By : Astra Jingga.
Coba kita amati baik-baik, setiap ada tragedi, kecelakaan atau musibah yang menimpa kaum mayoritas, ada semacam standard procedure bagaimana mengalihkan tanggung jawab dan menguatkan dengan hal yang tidak penting dan tidak menyentuh substansi persoalan..
Ini juga terjadi dalam tragedi ambruknya mushala di Ponpes Al-Khoziny di Sidoarjo.
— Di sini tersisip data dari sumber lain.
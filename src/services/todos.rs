//! Todo reads and mutations.
//!
//! Every successful mutation invalidates both todo scopes (the owned list
//! and the paginated list) so any mounted view refetches. Failed mutations
//! invalidate nothing.

#[cfg(test)]
#[path = "todos_test.rs"]
mod todos_test;

use super::SubmitError;
use crate::net::api::Backend;
use crate::net::error::ApiError;
use crate::net::query::Invalidate;
use crate::net::types::{Session, Todo, TodoPage};
use crate::state::pagination::{Pagination, TODOS_PAGE_SCOPE};
use crate::state::todos::TODO_LIST_SCOPE;
use crate::util::sample::sample_draft;
use crate::validation::TodoDraft;

/// Scopes touched by any todo mutation.
pub const TODO_SCOPES: [&str; 2] = [TODO_LIST_SCOPE, TODOS_PAGE_SCOPE];

/// The signed-in user's own todos.
///
/// # Errors
///
/// Propagates the backend failure.
pub async fn list_mine<B: Backend>(backend: &B, session: &Session) -> Result<Vec<Todo>, ApiError> {
    backend.my_todos(&session.jwt).await
}

/// One page of todos in the requested order.
///
/// # Errors
///
/// Propagates the backend failure.
pub async fn page<B: Backend>(backend: &B, session: &Session, pagination: &Pagination) -> Result<TodoPage, ApiError> {
    backend.todos_page(&session.jwt, pagination).await
}

/// # Errors
///
/// Returns [`SubmitError`] for validation or request failures.
pub async fn create<B: Backend, I: Invalidate>(
    backend: &B,
    session: &Session,
    draft: &TodoDraft,
    queries: &I,
) -> Result<Todo, SubmitError> {
    draft.validate().map_err(SubmitError::Invalid)?;
    let todo = backend.create_todo(&session.jwt, session.user.id, draft).await?;
    log::info!("todo created: id={}", todo.id);
    queries.invalidate_all(&TODO_SCOPES);
    Ok(todo)
}

/// # Errors
///
/// Returns [`SubmitError`] for validation or request failures.
pub async fn update<B: Backend, I: Invalidate>(
    backend: &B,
    session: &Session,
    id: i64,
    draft: &TodoDraft,
    queries: &I,
) -> Result<Todo, SubmitError> {
    draft.validate().map_err(SubmitError::Invalid)?;
    let todo = backend.update_todo(&session.jwt, id, draft).await?;
    log::info!("todo updated: id={id}");
    queries.invalidate_all(&TODO_SCOPES);
    Ok(todo)
}

/// # Errors
///
/// Propagates the backend failure.
pub async fn remove<B: Backend, I: Invalidate>(
    backend: &B,
    session: &Session,
    id: i64,
    queries: &I,
) -> Result<(), ApiError> {
    backend.delete_todo(&session.jwt, id).await?;
    log::info!("todo removed: id={id}");
    queries.invalidate_all(&TODO_SCOPES);
    Ok(())
}

/// Result of a bulk sample-data run.
#[derive(Clone, Debug, PartialEq, Eq)]
pub struct GenerateOutcome {
    pub created: usize,
    /// The failure that stopped the run early, if any.
    pub error: Option<ApiError>,
}

/// Create `count` sample todos one after another, stopping at the first failure.
pub async fn generate<B: Backend, I: Invalidate>(
    backend: &B,
    session: &Session,
    count: usize,
    queries: &I,
) -> GenerateOutcome {
    let mut created = 0;
    let mut error = None;
    for n in 1..=count {
        match backend.create_todo(&session.jwt, session.user.id, &sample_draft(n)).await {
            Ok(_) => created += 1,
            Err(err) => {
                log::warn!("sample generation stopped after {created}: {err}");
                error = Some(err);
                break;
            }
        }
    }
    if created > 0 {
        queries.invalidate_all(&TODO_SCOPES);
    }
    GenerateOutcome { created, error }
}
Pertama yang memberikan statemen adalah pengasuh ponpesnya yaitu H Abdus Salam Mujib, seraya meminta maaf kepada wali santri setelah bangunan musala ambruk pada Senin sore, dengan menyebut kejadian tersebut sebagai takdir Allah.
Itu bukan takdir Allah, itu kesalahan teknis dan arsitektural setelah saya analisa, itu bangunan yang tidak memenuhi syarat arsitektural yang benar dengan kapasitas yang sudah overload dalam satu bangunan. Analogi sederhanya; kursi yang dibuat dari kayu kelas tiga, dipaku tidak kokoh dan dipakai untuk tempat duduk seadanya bagi 4 orang, tapi diduduki 10 orang dewasa..
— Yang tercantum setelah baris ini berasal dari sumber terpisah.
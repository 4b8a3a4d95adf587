//! Account creation. On success the user is sent to `/login` to sign in.

#[cfg(test)]
#[path = "register_test.rs"]
mod register_test;

use leptos::ev::SubmitEvent;
use leptos::prelude::*;
use leptos_router::NavigateOptions;
use leptos_router::components::A;
use leptos_router::hooks::use_navigate;

use crate::net::api::ApiClient;
use crate::services::{self, SubmitError};
use crate::state::toast::Toasts;
use crate::util::auth::LOGIN_PATH;
use crate::validation::{FieldErrors, RegisterForm};

fn register_form(username: &str, email: &str, password: &str) -> RegisterForm {
    RegisterForm {
        username: username.trim().to_owned(),
        email: email.trim().to_owned(),
        password: password.to_owned(),
    }
}

#[component]
pub fn RegisterPage() -> impl IntoView {
    let toasts = expect_context::<RwSignal<Toasts>>();
    let api = expect_context::<ApiClient>();
    let navigate = use_navigate();

    let username = RwSignal::new(String::new());
    let email = RwSignal::new(String::new());
    let password = RwSignal::new(String::new());
    let errors = RwSignal::new(FieldErrors::default());
    let loading = RwSignal::new(false);

    let on_submit = move |ev: SubmitEvent| {
        ev.prevent_default();
        if loading.get_untracked() {
            return;
        }
        let form = register_form(&username.get_untracked(), &email.get_untracked(), &password.get_untracked());
        if let Err(invalid) = form.validate() {
            errors.set(invalid);
            return;
        }
        errors.set(FieldErrors::default());
        loading.set(true);

        let api = api.clone();
        let navigate = navigate.clone();
        leptos::task::spawn_local(async move {
            match services::auth::register(&api, &form).await {
                Ok(()) => {
                    toasts.update(|t| {
                        t.success("Registered successfully. Please log in.");
                    });
                    #[cfg(feature = "csr")]
                    gloo_timers::future::sleep(crate::config::REDIRECT_DELAY).await;
                    loading.set(false);
                    navigate(LOGIN_PATH, NavigateOptions::default());
                }
                Err(SubmitError::Invalid(invalid)) => {
                    errors.set(invalid);
                    loading.set(false);
                }
                Err(SubmitError::Request(err)) => {
                    toasts.update(|t| {
                        t.error(err.to_string());
                    });
                    loading.set(false);
                }
            }
        });
    };

    view! {
        <main class="page page--auth">
            <div class="auth-card">
                <h1 class="auth-card__title">"Register"</h1>
                <form class="auth-form" on:submit=on_submit>
                    <label class="auth-form__label" for="username">"Username"</label>
                    <input
                        class="auth-form__input"
                        id="username"
                        type="text"
                        prop:value=move || username.get()
                        on:input=move |ev| username.set(event_target_value(&ev))
                    />
                    <p class="field-error">{move || errors.with(|e| e.get("username"))}</p>
                    <label class="auth-form__label" for="email">"Email"</label>
                    <input
                        class="auth-form__input"
                        id="email"
                        type="email"
                        placeholder="you@example.com"
                        prop:value=move || email.get()
                        on:input=move |ev| email.set(event_target_value(&ev))
                    />
                    <p class="field-error">{move || errors.with(|e| e.get("email"))}</p>
                    <label class="auth-form__label" for="password">"Password"</label>
                    <input
                        class="auth-form__input"
                        id="password"
                        type="password"
                        prop:value=move || password.get()
                        on:input=move |ev| password.set(event_target_value(&ev))
                    />
                    <p class="field-error">{move || errors.with(|e| e.get("password"))}</p>
                    <button class="btn btn--primary" type="submit" disabled=move || loading.get()>
                        {move || if loading.get() { "Registering..." } else { "Register" }}
                    </button>
                </form>
                <p class="auth-card__switch">
                    "Already have an account? " <A href="/login">"Login"</A>
                </p>
            </div>
        </main>
    }
}
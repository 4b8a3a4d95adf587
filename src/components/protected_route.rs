//! Conditional redirect wrapper for guarded routes.

use leptos::prelude::*;
use leptos_router::NavigateOptions;
use leptos_router::components::Redirect;

use crate::util::auth::GuardDecision;

/// Render `children` while `is_allowed` holds; otherwise replace the current
/// history entry with `redirect_path`. Re-evaluates whenever the signal
/// changes, so clearing the session from anywhere redirects immediately.
#[component]
pub fn ProtectedRoute(
    #[prop(into)] is_allowed: Signal<bool>,
    redirect_path: &'static str,
    children: ChildrenFn,
) -> impl IntoView {
    let decision = Memo::new(move |_| GuardDecision::evaluate(is_allowed.get(), redirect_path));

    view! {
        <Show
            when=move || decision.get() == GuardDecision::Render
            fallback=move || {
                let path = decision.with(|d| d.redirect_path().unwrap_or(redirect_path).to_owned());
                let options = NavigateOptions { replace: true, ..NavigateOptions::default() };
                view! { <Redirect path=path options=options/> }
            }
        >
            {children()}
        </Show>
    }
}
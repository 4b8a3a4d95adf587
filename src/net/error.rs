//! Request failure taxonomy shared by the API client and submit flows.
//!
//! ERROR HANDLING
//! ==============
//! Every variant renders a user-facing message; pages surface it as an error
//! toast and keep the UI interactive.

#[cfg(test)]
#[path = "error_test.rs"]
mod error_test;

use super::types::ErrorResponse;

#[derive(Clone, Debug, PartialEq, Eq, thiserror::Error)]
pub enum ApiError {
    #[error("network error: {0}")]
    Network(String),
    #[error("{message}")]
    Status { status: u16, message: String },
    #[error("unexpected response: {0}")]
    Decode(String),
    #[error("could not encode request: {0}")]
    Encode(String),
    #[error("not available outside the browser")]
    Unavailable,
}

impl ApiError {
    /// Build a status error from a non-2xx response body.
    ///
    /// Prefers the backend's `error.message`; falls back to a generic message
    /// carrying the status code when the body is empty or not the expected shape.
    pub fn from_status(status: u16, body: &str) -> Self {
        let message = serde_json::from_str::<ErrorResponse>(body)
            .ok()
            .map(|resp| resp.error.message)
            .filter(|m| !m.trim().is_empty())
            .unwrap_or_else(|| status_failed_message(status));
        Self::Status { status, message }
    }

    /// True when the backend rejected the credentials or token.
    pub fn is_unauthorized(&self) -> bool {
        matches!(self, Self::Status { status: 401 | 403, .. })
    }
}

impl From<serde_json::Error> for ApiError {
    fn from(err: serde_json::Error) -> Self {
        Self::Decode(err.to_string())
    }
}

#[cfg(feature = "csr")]
impl From<gloo_net::Error> for ApiError {
    fn from(err: gloo_net::Error) -> Self {
        match err {
            gloo_net::Error::SerdeError(e) => Self::Decode(e.to_string()),
            other => Self::Network(other.to_string()),
        }
    }
}

fn status_failed_message(status: u16) -> String {
    format!("request failed: {status}")
}
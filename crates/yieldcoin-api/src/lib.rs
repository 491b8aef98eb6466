//! yieldcoin-api: HTTP API layer
//!
//! A RESTful surface over the registry, the read side, and the transfer
//! engine. The server binds to loopback; the wallet agent it forwards to
//! is whatever the config names.

pub mod dto;
pub mod routes;
pub mod server;
pub mod state;

pub use server::{create_app, start_server};
pub use state::AppState;
//! Chain registry: supported networks, deployed contract addresses, and
//! CCIP selectors.
//!
//! This is the single source of truth for routing decisions. Every lookup
//! returns `Option`; a missing address or selector means the operation is
//! unsupported on that chain and callers must refuse, never substitute a
//! default.

use alloy_primitives::{address, Address};
use serde::{Deserialize, Serialize};

use crate::types::ChainId;

/// Ethereum Sepolia testnet
pub const ETH_SEPOLIA: ChainId = ChainId::new(11155111);
/// Base Sepolia testnet
pub const BASE_SEPOLIA: ChainId = ChainId::new(84532);
/// Avalanche Fuji testnet (parent chain, hosts the ParentPeer)
pub const AVALANCHE_FUJI: ChainId = ChainId::new(43113);

/// Deployed contract roles a chain may carry
#[derive(Debug, Clone, Copy, PartialEq, Eq, Hash, Serialize, Deserialize)]
#[serde(rename_all = "snake_case")]
pub enum ContractRole {
    /// USDC stablecoin (6 decimals)
    Usdc,
    /// LINK token (18 decimals)
    Link,
    /// YieldCoin share token (18 decimals)
    YieldToken,
    /// Vault peer: ParentPeer on the parent chain, ChildPeer elsewhere
    Peer,
    /// Chainlink CCIP router
    CcipRouter,
    /// Dedicated USDC bridge contract
    UsdcBridge,
}

/// A supported network and its deployment
#[derive(Debug, Clone, Serialize)]
pub struct Chain {
    pub id: ChainId,
    pub name: &'static str,
    pub short_name: &'static str,
    pub rpc_url: &'static str,
    pub block_explorer: &'static str,
    /// The parent chain hosts the ParentPeer and settles withdrawals
    pub is_parent: bool,
    /// CCIP chain selector
    pub selector: u64,
    pub usdc: Option<Address>,
    pub link: Option<Address>,
    pub yield_token: Option<Address>,
    pub peer: Option<Address>,
    pub ccip_router: Option<Address>,
    pub usdc_bridge: Option<Address>,
}

impl Chain {
    pub fn contract(&self, role: ContractRole) -> Option<Address> {
        match role {
            ContractRole::Usdc => self.usdc,
            ContractRole::Link => self.link,
            ContractRole::YieldToken => self.yield_token,
            ContractRole::Peer => self.peer,
            ContractRole::CcipRouter => self.ccip_router,
            ContractRole::UsdcBridge => self.usdc_bridge,
        }
    }
}

/// Current deployment generation. Older generations are retired wholesale;
/// there is no mixed-generation routing.
pub const SUPPORTED_CHAINS: &[Chain] = &[
    Chain {
        id: ETH_SEPOLIA,
        name: "Ethereum Sepolia",
        short_name: "Ethereum",
        rpc_url: "https://ethereum-sepolia-rpc.publicnode.com",
        block_explorer: "https://sepolia.etherscan.io",
        is_parent: false,
        selector: 16015286601757825753,
        usdc: Some(address!("1c7d4b196cb0c7b01d743fbc6116a902379c7238")),
        link: Some(address!("779877a7b0d9e8603169ddbd7836e478b4624789")),
        yield_token: Some(address!("5c5f07fd137aa38860b5fa2ca5671bd5c49333b4")),
        peer: Some(address!("69bf065eae8fba65ddf51c55e069ae93cd5b9806")),
        ccip_router: Some(address!("0bf3de8c5d3e8a2b34d2beeb17abfcebaf363a59")),
        usdc_bridge: Some(address!("03d8487343d7e5e8e8bb81039083ef9652b4c2ba")),
    },
    Chain {
        id: BASE_SEPOLIA,
        name: "Base Sepolia",
        short_name: "Base",
        rpc_url: "https://sepolia.base.org",
        block_explorer: "https://sepolia.basescan.org",
        is_parent: false,
        selector: 10344971235874465080,
        usdc: Some(address!("036cbd53842c5426634e7929541ec2318f3dcf7e")),
        link: None,
        yield_token: Some(address!("771ceed62ac79cba5ec557b8095b8cdc13559dd3")),
        peer: None,
        ccip_router: Some(address!("d3b06cebf099ce7da4accf578aaebfdbd6e88a93")),
        usdc_bridge: None,
    },
    Chain {
        id: AVALANCHE_FUJI,
        name: "Avalanche Fuji",
        short_name: "Avalanche",
        rpc_url: "https://api.avax-test.network/ext/bc/C/rpc",
        block_explorer: "https://testnet.snowtrace.io",
        is_parent: true,
        selector: 14767482510784806043,
        usdc: Some(address!("5425890298aed601595a70ab815c96711a31bc65")),
        link: Some(address!("0b9d5d9136855f6fec3c0993fee6e9ce8a297846")),
        yield_token: Some(address!("550a6bef9fa59639cd73126d7d066948280f9fb9")),
        peer: Some(address!("6fc54920ab230872c3cba638039def4920284c9f")),
        ccip_router: Some(address!("f694e193200268f9a4868e4aa017a0118c9a8177")),
        usdc_bridge: Some(address!("03d8487343d7e5e8e8bb81039083ef9652b4c2ba")),
    },
];

/// Token decimals
pub mod decimals {
    pub const USDC: u8 = 6;
    pub const YIELD_TOKEN: u8 = 18;
    pub const LINK: u8 = 18;
}

/// Look up a chain by its network id
pub fn resolve_chain(id: ChainId) -> Option<&'static Chain> {
    SUPPORTED_CHAINS.iter().find(|c| c.id == id)
}

/// Look up a deployed contract address; `None` means unsupported there
pub fn resolve_contract(role: ContractRole, id: ChainId) -> Option<Address> {
    resolve_chain(id).and_then(|c| c.contract(role))
}

/// Look up the CCIP selector for a chain
pub fn resolve_selector(id: ChainId) -> Option<u64> {
    resolve_chain(id).map(|c| c.selector)
}

/// Map a CCIP selector back to the registry chain it identifies
pub fn chain_for_selector(selector: u64) -> Option<&'static Chain> {
    SUPPORTED_CHAINS.iter().find(|c| c.selector == selector)
}

/// The parent chain (exactly one per deployment generation); `None` would
/// mean a registry without a ParentPeer host, which callers must refuse
pub fn parent_chain() -> Option<&'static Chain> {
    SUPPORTED_CHAINS.iter().find(|c| c.is_parent)
}

/// Human name for a vault strategy protocol id
pub fn protocol_name(protocol_id: u8) -> Option<&'static str> {
    match protocol_id {
        0 => Some("Aave"),
        1 => Some("Compound"),
        _ => None,
    }
}

#[cfg(test)]
mod tests {
    use super::*;

    #[test]
    fn test_resolve_chain_known_and_unknown() {
        assert_eq!(resolve_chain(ETH_SEPOLIA).map(|c| c.name), Some("Ethereum Sepolia"));
        assert!(resolve_chain(ChainId::new(1)).is_none());
    }

    #[test]
    fn test_exactly_one_parent() {
        let parents = SUPPORTED_CHAINS.iter().filter(|c| c.is_parent).count();
        assert_eq!(parents, 1);
        assert_eq!(parent_chain().map(|c| c.id), Some(AVALANCHE_FUJI));
    }

    #[test]
    fn test_peer_absent_on_base() {
        assert!(resolve_contract(ContractRole::Peer, BASE_SEPOLIA).is_none());
        assert!(resolve_contract(ContractRole::Peer, ETH_SEPOLIA).is_some());
        assert!(resolve_contract(ContractRole::Peer, AVALANCHE_FUJI).is_some());
    }

    #[test]
    fn test_usdc_bridge_coverage() {
        assert!(resolve_contract(ContractRole::UsdcBridge, ETH_SEPOLIA).is_some());
        assert!(resolve_contract(ContractRole::UsdcBridge, AVALANCHE_FUJI).is_some());
        assert!(resolve_contract(ContractRole::UsdcBridge, BASE_SEPOLIA).is_none());
    }

    #[test]
    fn test_selector_round_trip() {
        for chain in SUPPORTED_CHAINS {
            let sel = resolve_selector(chain.id).unwrap();
            assert_eq!(chain_for_selector(sel).unwrap().id, chain.id);
        }
        assert!(chain_for_selector(1).is_none());
    }

    #[test]
    fn test_protocol_names() {
        assert_eq!(protocol_name(0), Some("Aave"));
        assert_eq!(protocol_name(1), Some("Compound"));
        assert_eq!(protocol_name(7), None);
    }
}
Itu permasalahan teknis dan arsitektural saja, tidak ada faktor-faktor abstrak dan transenden disana.
Itu analisa yang sangat gampang sekali kalau memakai sudut pandang yang normal.
Tidak ada campur tangan Tuhan, lagian Tuhan juga tidak mengerti arsitektur dan dia juga bukan mandor bangunan..
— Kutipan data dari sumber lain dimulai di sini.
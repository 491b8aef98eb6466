//! On-demand cross-chain message status

use axum::{
    extract::{Path, Query, State},
    http::StatusCode,
    Json,
};
use ccip::MessageStatus;
use yieldcoin_core::{chains, ChainId, MessageId};

use crate::dto::{error_response, ApiError, ErrorResponse, MessageStatusQuery};
use crate::AppState;

/// GET /message/:message_id/status?source_chain_id=... - One status
/// lookup, no background polling
pub async fn message_status(
    State(state): State<AppState>,
    Path(message_id): Path<String>,
    Query(query): Query<MessageStatusQuery>,
) -> Result<Json<MessageStatus>, ErrorResponse> {
    let raw: yieldcoin_core::B256 = message_id.parse().map_err(|e| {
        (
            StatusCode::BAD_REQUEST,
            Json(ApiError::bad_request(format!("invalid message id: {e}"))),
        )
    })?;
    let message_id = MessageId::new(raw);

    let selector = chains::resolve_selector(ChainId::new(query.source_chain_id)).ok_or_else(
        || {
            (
                StatusCode::NOT_FOUND,
                Json(ApiError::new(
                    "unknown_chain",
                    format!("chain {} is not in the registry", query.source_chain_id),
                )),
            )
        },
    )?;

    let status = state
        .status_client()
        .message_status(message_id, selector)
        .await
        .map_err(error_response)?;
    Ok(Json(status))
}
Lalu setelah itu ada pemuka agama dan kementerian terkait datang, memberikan statemen bahwa yang meninggal dalam kejadian itu dianggap sebagai syuhada.
Apa gunanya memberikan predikat syuhada atau tidak dalam suatu tragedi?
Palingan juga nanti iming-imingnya tidak jauh dari kata “surga dan bidadari”.
Menyelesaikan masalah nggak?
Ya jelas tidak!
Kementerian Agama sebagai lembaga pembinaan dan fasilitator melalui regulasi dan kebijakan, seharusnya menetapkan regulasi atau aturan standar-standar bangunan, sanitasi, dan hal-hal lainnya yang menyangkut keamanan dan kelayakan sebuah pondok pesantren agar kejadian serupa tidak terulang lagi..
Bukan malah menghibur para korban dengan iming-iming delusional dengan memberikan predikat syuhada kepada yang meninggal.